### WHAT YOU NEED TO DO
The number of lines below holding the string "EnumMap" is the only answer wanted.

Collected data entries
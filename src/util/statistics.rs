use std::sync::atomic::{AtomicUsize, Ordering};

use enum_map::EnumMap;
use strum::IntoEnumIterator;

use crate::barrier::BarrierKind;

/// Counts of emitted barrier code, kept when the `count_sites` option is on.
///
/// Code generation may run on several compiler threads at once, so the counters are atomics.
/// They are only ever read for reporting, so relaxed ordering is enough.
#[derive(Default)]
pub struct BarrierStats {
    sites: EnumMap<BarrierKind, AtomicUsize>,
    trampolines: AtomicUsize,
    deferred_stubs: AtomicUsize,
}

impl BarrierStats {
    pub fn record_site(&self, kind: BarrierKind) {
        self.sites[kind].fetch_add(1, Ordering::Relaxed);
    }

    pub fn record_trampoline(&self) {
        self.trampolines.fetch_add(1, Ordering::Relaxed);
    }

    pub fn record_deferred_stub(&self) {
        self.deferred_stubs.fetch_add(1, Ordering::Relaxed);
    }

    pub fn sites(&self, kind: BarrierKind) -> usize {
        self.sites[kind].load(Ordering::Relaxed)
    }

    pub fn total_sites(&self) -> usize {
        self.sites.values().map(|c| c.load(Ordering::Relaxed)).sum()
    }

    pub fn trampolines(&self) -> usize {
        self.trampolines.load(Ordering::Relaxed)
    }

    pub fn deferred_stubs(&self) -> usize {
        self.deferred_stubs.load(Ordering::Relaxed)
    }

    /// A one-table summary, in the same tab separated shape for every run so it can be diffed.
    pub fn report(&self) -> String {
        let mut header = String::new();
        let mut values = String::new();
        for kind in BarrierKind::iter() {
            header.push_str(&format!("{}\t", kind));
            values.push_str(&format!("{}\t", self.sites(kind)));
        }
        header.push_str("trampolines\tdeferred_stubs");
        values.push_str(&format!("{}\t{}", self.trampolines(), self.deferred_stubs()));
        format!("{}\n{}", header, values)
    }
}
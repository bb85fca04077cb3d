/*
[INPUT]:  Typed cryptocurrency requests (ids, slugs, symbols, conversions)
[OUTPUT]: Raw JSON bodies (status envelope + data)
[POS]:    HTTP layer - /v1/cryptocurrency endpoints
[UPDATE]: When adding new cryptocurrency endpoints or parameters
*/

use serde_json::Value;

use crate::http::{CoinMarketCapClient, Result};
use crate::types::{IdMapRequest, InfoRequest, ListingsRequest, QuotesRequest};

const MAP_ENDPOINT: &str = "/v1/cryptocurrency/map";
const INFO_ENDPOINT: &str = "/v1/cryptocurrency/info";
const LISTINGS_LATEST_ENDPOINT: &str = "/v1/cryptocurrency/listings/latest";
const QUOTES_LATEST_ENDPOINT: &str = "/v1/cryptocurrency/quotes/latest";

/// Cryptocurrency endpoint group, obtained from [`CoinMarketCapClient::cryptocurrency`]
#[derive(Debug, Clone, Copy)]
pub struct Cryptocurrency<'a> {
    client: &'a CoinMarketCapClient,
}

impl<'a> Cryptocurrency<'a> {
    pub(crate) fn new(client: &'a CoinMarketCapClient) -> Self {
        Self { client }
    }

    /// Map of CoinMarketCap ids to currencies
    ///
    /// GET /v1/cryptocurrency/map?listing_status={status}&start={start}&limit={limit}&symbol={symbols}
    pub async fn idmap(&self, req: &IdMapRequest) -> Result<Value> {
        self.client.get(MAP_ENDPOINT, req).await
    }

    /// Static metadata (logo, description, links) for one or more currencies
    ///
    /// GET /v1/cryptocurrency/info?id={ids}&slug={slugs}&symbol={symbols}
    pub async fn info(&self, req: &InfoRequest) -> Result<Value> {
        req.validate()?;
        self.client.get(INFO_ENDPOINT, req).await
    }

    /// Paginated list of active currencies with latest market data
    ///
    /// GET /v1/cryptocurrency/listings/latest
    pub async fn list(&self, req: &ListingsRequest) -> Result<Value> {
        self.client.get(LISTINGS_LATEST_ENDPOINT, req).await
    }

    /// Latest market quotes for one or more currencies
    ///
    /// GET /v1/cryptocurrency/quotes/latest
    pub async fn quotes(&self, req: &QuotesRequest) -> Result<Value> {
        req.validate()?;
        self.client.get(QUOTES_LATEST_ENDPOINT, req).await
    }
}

---

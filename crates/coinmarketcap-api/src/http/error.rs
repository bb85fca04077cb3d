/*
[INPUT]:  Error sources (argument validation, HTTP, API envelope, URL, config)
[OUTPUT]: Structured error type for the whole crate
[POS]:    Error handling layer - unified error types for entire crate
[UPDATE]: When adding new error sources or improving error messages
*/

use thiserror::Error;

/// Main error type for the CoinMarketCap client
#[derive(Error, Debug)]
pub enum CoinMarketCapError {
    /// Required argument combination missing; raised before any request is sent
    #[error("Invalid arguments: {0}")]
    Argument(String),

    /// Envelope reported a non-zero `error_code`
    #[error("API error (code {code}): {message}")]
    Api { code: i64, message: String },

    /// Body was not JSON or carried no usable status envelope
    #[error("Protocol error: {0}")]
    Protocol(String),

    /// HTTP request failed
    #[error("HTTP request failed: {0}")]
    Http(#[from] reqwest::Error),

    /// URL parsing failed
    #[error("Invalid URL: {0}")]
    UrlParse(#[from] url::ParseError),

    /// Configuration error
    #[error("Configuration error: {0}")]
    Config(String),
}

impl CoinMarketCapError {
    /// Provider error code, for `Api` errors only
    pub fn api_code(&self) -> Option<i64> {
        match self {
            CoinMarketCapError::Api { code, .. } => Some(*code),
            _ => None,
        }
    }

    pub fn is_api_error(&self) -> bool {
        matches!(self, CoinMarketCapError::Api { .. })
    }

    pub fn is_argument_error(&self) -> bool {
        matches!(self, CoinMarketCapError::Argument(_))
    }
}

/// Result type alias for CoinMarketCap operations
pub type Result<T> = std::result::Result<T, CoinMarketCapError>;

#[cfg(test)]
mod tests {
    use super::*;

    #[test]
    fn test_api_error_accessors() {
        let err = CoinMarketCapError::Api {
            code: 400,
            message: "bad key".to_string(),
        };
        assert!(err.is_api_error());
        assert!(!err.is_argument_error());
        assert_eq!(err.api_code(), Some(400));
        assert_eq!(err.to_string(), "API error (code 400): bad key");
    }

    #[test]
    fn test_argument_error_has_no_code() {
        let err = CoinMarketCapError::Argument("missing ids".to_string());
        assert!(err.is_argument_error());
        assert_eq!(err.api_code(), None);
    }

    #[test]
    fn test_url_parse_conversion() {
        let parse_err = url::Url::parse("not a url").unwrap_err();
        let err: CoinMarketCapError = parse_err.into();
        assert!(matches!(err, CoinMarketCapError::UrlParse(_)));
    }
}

### RESULT
2